**Material for this task**

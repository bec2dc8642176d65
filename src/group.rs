//! Record groups, whole tables and the [`Relocator`] that drives them.
//!
//! A group starts with a size word of the target pointer width that counts
//! itself, followed by records packed back to back. Each record's `size`
//! field is the only way to reach the next one. A table is a concatenation
//! of groups.

use crate::{
    Result, format_error, relocation_error,
    record::{RecordAction, RecordOutcome, RelocationContext, RelocationRecord},
    runtime::RelocationRuntime,
    svm::SymbolValidationManager,
    target::{CodeBuffer, Endian, PointerWidth, RelocationTarget},
};
use alloc::{boxed::Box, format};

#[inline]
#[cold]
fn cold() {}

#[inline]
fn unlikely(b: bool) -> bool {
    if b {
        cold()
    }
    b
}

/// A hook that can take over a record before the built-in logic runs.
///
/// # Examples
///
/// ```rust
/// use aot_relo::{
///     RecordHandler, RecordKind, RecordOutcome, RelocationContext, RelocationRecord, Result,
/// };
///
/// /// Leaves debug counters unpatched whatever the options say.
/// struct SkipCounters;
///
/// impl RecordHandler for SkipCounters {
///     fn handle(
///         &mut self,
///         record: &RelocationRecord<'_>,
///         _ctx: &mut RelocationContext<'_, '_>,
///     ) -> Option<Result<RecordOutcome>> {
///         match record.kind() {
///             RecordKind::DebugCounter => Some(Ok(RecordOutcome::Ignored)),
///             _ => None,
///         }
///     }
/// }
/// ```
pub trait RecordHandler {
    /// Handles a record.
    ///
    /// # Returns
    /// * `Some(Ok(outcome))` - Handled; the built-in logic is skipped.
    /// * `Some(Err(e))` - Handled but failed; the group aborts with `e`.
    /// * `None` - Not handled, fall through to the built-in logic.
    fn handle(
        &mut self,
        record: &RelocationRecord<'_>,
        ctx: &mut RelocationContext<'_, '_>,
    ) -> Option<Result<RecordOutcome>>;
}

impl RecordHandler for () {
    #[inline]
    fn handle(
        &mut self,
        _record: &RelocationRecord<'_>,
        _ctx: &mut RelocationContext<'_, '_>,
    ) -> Option<Result<RecordOutcome>> {
        None
    }
}

impl<H: RecordHandler + ?Sized> RecordHandler for &mut H {
    fn handle(
        &mut self,
        record: &RelocationRecord<'_>,
        ctx: &mut RelocationContext<'_, '_>,
    ) -> Option<Result<RecordOutcome>> {
        (**self).handle(record, ctx)
    }
}

impl<H: RecordHandler + ?Sized> RecordHandler for Box<H> {
    fn handle(
        &mut self,
        record: &RelocationRecord<'_>,
        ctx: &mut RelocationContext<'_, '_>,
    ) -> Option<Result<RecordOutcome>> {
        (**self).handle(record, ctx)
    }
}

/// Per-outcome record counts of a relocation session.
#[derive(Debug, Default, Clone, Copy, PartialEq, Eq)]
pub struct RelocationReport {
    pub applied: usize,
    pub ignored: usize,
    /// Records that disabled a speculative fast path instead of enabling it.
    pub invalidated: usize,
    /// Records taken over by a [`RecordHandler`].
    pub handled: usize,
}

impl RelocationReport {
    /// Total number of records visited.
    #[inline]
    pub fn total(&self) -> usize {
        self.applied + self.ignored + self.invalidated + self.handled
    }

    #[inline]
    fn count(&mut self, outcome: RecordOutcome) {
        match outcome {
            RecordOutcome::Applied => self.applied += 1,
            RecordOutcome::Ignored => self.ignored += 1,
            RecordOutcome::GuardInvalidated => self.invalidated += 1,
        }
    }

    pub fn merge(&mut self, other: RelocationReport) {
        self.applied += other.applied;
        self.ignored += other.ignored;
        self.invalidated += other.invalidated;
        self.handled += other.handled;
    }
}

/// One group of records, borrowed from the table.
#[derive(Debug, Clone, Copy)]
pub struct RelocationRecordGroup<'a> {
    bytes: &'a [u8],
    endian: Endian,
    width: PointerWidth,
}

impl<'a> RelocationRecordGroup<'a> {
    /// Reads the group's size word at the start of `bytes`.
    ///
    /// `bytes` may extend past the group; only `size` bytes are used.
    pub fn new<T>(bytes: &'a [u8], target: &T) -> Result<Self>
    where
        T: RelocationTarget + ?Sized,
    {
        Self::parse(bytes, target.endian(), target.pointer_width())
    }

    fn parse(bytes: &'a [u8], endian: Endian, width: PointerWidth) -> Result<Self> {
        let word = width.bytes();
        let Some(size_word) = bytes.get(..word) else {
            return Err(format_error(format!(
                "truncated group size word: {} bytes left",
                bytes.len()
            )));
        };
        let size = endian.read_uint(size_word);
        if unlikely(size < word as u64 || size > bytes.len() as u64) {
            return Err(format_error(format!(
                "group size {size} is outside [{word}, {}]",
                bytes.len()
            )));
        }
        Ok(Self {
            bytes: &bytes[..size as usize],
            endian,
            width,
        })
    }

    /// Size in bytes of the group, size word included.
    #[inline]
    pub fn size(&self) -> usize {
        self.bytes.len()
    }

    #[inline]
    pub fn bytes(&self) -> &'a [u8] {
        self.bytes
    }

    /// Byte offset of the first record within the group.
    #[inline]
    pub fn first_record(&self) -> usize {
        self.width.bytes()
    }

    /// Byte offset just past the last record.
    #[inline]
    pub fn past_last_record(&self) -> usize {
        self.bytes.len()
    }

    /// Decodes the records in table order.
    ///
    /// The iterator stops after the first record that fails to decode.
    pub fn records(&self) -> Records<'a> {
        Records {
            bytes: self.bytes,
            pos: self.first_record(),
            endian: self.endian,
            width: self.width,
            failed: false,
        }
    }

    /// Applies every record of the group in table order.
    ///
    /// The first failure aborts the group: no later record is prepared or
    /// applied, and the error is returned unchanged.
    pub fn apply_relocations(
        &self,
        ctx: &mut RelocationContext<'_, '_>,
        handler: &mut impl RecordHandler,
    ) -> Result<RelocationReport> {
        let mut report = RelocationReport::default();
        for record in self.records() {
            let record = record?;
            #[cfg(feature = "log")]
            log::trace!("{record}");
            if let Some(result) = handler.handle(&record, ctx) {
                result?;
                #[cfg(feature = "log")]
                log::debug!("{} handled by host", record.name());
                report.handled += 1;
                continue;
            }
            let outcome = self.handle_relocation(&record, ctx)?;
            report.count(outcome);
        }
        Ok(report)
    }

    /// Runs one record through the action decision and the two-phase
    /// protocol.
    pub fn handle_relocation(
        &self,
        record: &RelocationRecord<'_>,
        ctx: &mut RelocationContext<'_, '_>,
    ) -> Result<RecordOutcome> {
        let action = record.action(ctx)?;
        #[cfg(feature = "log")]
        log::debug!("{}: {action:?}", record.name());
        match action {
            RecordAction::Ignore => Ok(RecordOutcome::Ignored),
            RecordAction::FailCompilation(code) => {
                #[cfg(feature = "log")]
                log::debug!("{} failed the compilation: {code}", record.name());
                Err(relocation_error(
                    code,
                    format!("{} record failed the compilation", record.name()),
                ))
            }
            RecordAction::Apply => {
                let result = record
                    .prepare(ctx)
                    .and_then(|data| record.apply_at_all_offsets(ctx, &data));
                #[cfg(feature = "log")]
                match &result {
                    Ok(outcome) => log::debug!("{}: {outcome:?}", record.name()),
                    Err(err) => {
                        log::debug!("{} failed with code {}: {err}", record.name(), err.code())
                    }
                }
                result
            }
        }
    }
}

/// Iterator over the records of a group.
pub struct Records<'a> {
    bytes: &'a [u8],
    pos: usize,
    endian: Endian,
    width: PointerWidth,
    failed: bool,
}

impl<'a> Iterator for Records<'a> {
    type Item = Result<RelocationRecord<'a>>;

    fn next(&mut self) -> Option<Self::Item> {
        if self.failed || self.pos >= self.bytes.len() {
            return None;
        }
        match RelocationRecord::parse(&self.bytes[self.pos..], self.endian, self.width) {
            Ok(record) => {
                self.pos += record.size() as usize;
                Some(Ok(record))
            }
            Err(err) => {
                cold();
                self.failed = true;
                Some(Err(err))
            }
        }
    }
}

/// A whole relocation table: groups laid end to end.
#[derive(Debug, Clone, Copy)]
pub struct RelocationTable<'a> {
    bytes: &'a [u8],
    endian: Endian,
    width: PointerWidth,
}

impl<'a> RelocationTable<'a> {
    pub fn new<T>(bytes: &'a [u8], target: &T) -> Self
    where
        T: RelocationTarget + ?Sized,
    {
        Self {
            bytes,
            endian: target.endian(),
            width: target.pointer_width(),
        }
    }

    #[inline]
    pub fn bytes(&self) -> &'a [u8] {
        self.bytes
    }

    /// Splits the table into groups. The iterator stops after the first
    /// malformed group.
    pub fn groups(&self) -> Groups<'a> {
        Groups {
            rest: self.bytes,
            endian: self.endian,
            width: self.width,
        }
    }

    /// Applies every group in order, stopping at the first failure.
    pub fn apply(
        &self,
        ctx: &mut RelocationContext<'_, '_>,
        handler: &mut impl RecordHandler,
    ) -> Result<RelocationReport> {
        let mut report = RelocationReport::default();
        for group in self.groups() {
            report.merge(group?.apply_relocations(ctx, handler)?);
        }
        Ok(report)
    }
}

/// Iterator over the groups of a table.
pub struct Groups<'a> {
    rest: &'a [u8],
    endian: Endian,
    width: PointerWidth,
}

impl<'a> Iterator for Groups<'a> {
    type Item = Result<RelocationRecordGroup<'a>>;

    fn next(&mut self) -> Option<Self::Item> {
        if self.rest.is_empty() {
            return None;
        }
        match RelocationRecordGroup::parse(self.rest, self.endian, self.width) {
            Ok(group) => {
                self.rest = &self.rest[group.size()..];
                Some(Ok(group))
            }
            Err(err) => {
                self.rest = &[];
                Some(Err(err))
            }
        }
    }
}

/// A builder that relocates a whole table against one code body.
///
/// # Examples
///
/// ```rust,ignore
/// use aot_relo::{CodeBuffer, Relocator, X86_64Target};
///
/// let mut code = CodeBuffer::new(&mut body, runtime.new_code_start());
/// let report = Relocator::new(&table, X86_64Target)
///     .pre_handler(SkipCounters)
///     .relocate(&mut runtime, &mut code)?;
/// ```
pub struct Relocator<'a, T, PreH = ()> {
    table: &'a [u8],
    target: T,
    origin: Option<u64>,
    svm: SymbolValidationManager,
    pre_handler: PreH,
}

impl<'a, T: RelocationTarget> Relocator<'a, T, ()> {
    /// Creates a relocator for `table`, a concatenation of groups encoded for
    /// `target`.
    pub fn new(table: &'a [u8], target: T) -> Self {
        Self {
            table,
            target,
            origin: None,
            svm: SymbolValidationManager::new(),
            pre_handler: (),
        }
    }
}

impl<'a, T, PreH> Relocator<'a, T, PreH>
where
    T: RelocationTarget,
    PreH: RecordHandler,
{
    /// Sets the handler consulted before the built-in logic of every record.
    pub fn pre_handler<H2>(self, pre_handler: H2) -> Relocator<'a, T, H2>
    where
        H2: RecordHandler,
    {
        Relocator {
            table: self.table,
            target: self.target,
            origin: self.origin,
            svm: self.svm,
            pre_handler,
        }
    }

    /// Overrides the address offsets are added to. Defaults to the runtime's
    /// new code start.
    pub fn origin(mut self, origin: u64) -> Self {
        self.origin = Some(origin);
        self
    }

    /// Starts from an already populated symbol validation manager.
    pub fn svm(mut self, svm: SymbolValidationManager) -> Self {
        self.svm = svm;
        self
    }

    /// Applies the table. The first failing record aborts the load.
    pub fn relocate(
        mut self,
        runtime: &mut dyn RelocationRuntime,
        code: &mut CodeBuffer<'_>,
    ) -> Result<RelocationReport> {
        let table = RelocationTable::new(self.table, &self.target);
        let mut ctx = RelocationContext::new(runtime, &self.target, code, &mut self.svm);
        if let Some(origin) = self.origin {
            ctx = ctx.with_origin(origin);
        }
        let report = table.apply(&mut ctx, &mut self.pre_handler)?;
        #[cfg(feature = "log")]
        log::debug!("relocated {} records: {report:?}", report.total());
        Ok(report)
    }
}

**Problem requirements**
Go through the listing, and whenever a line contains the string "Some", copy that line.

**Written reply**
///             RecordKind::DebugCounter => Some(Ok(RecordOutcome::Ignored)),
    /// * `Some(Ok(outcome))` - Handled; the built-in logic is skipped.
    /// * `Some(Err(e))` - Handled but failed; the group aborts with `e`.
        let Some(size_word) = bytes.get(..word) else {
            if let Some(result) = handler.handle(&record, ctx) {
                Some(Ok(record))
                Some(Err(err))
                Some(Ok(group))
                Some(Err(err))
        self.origin = Some(origin);
        if let Some(origin) = self.origin {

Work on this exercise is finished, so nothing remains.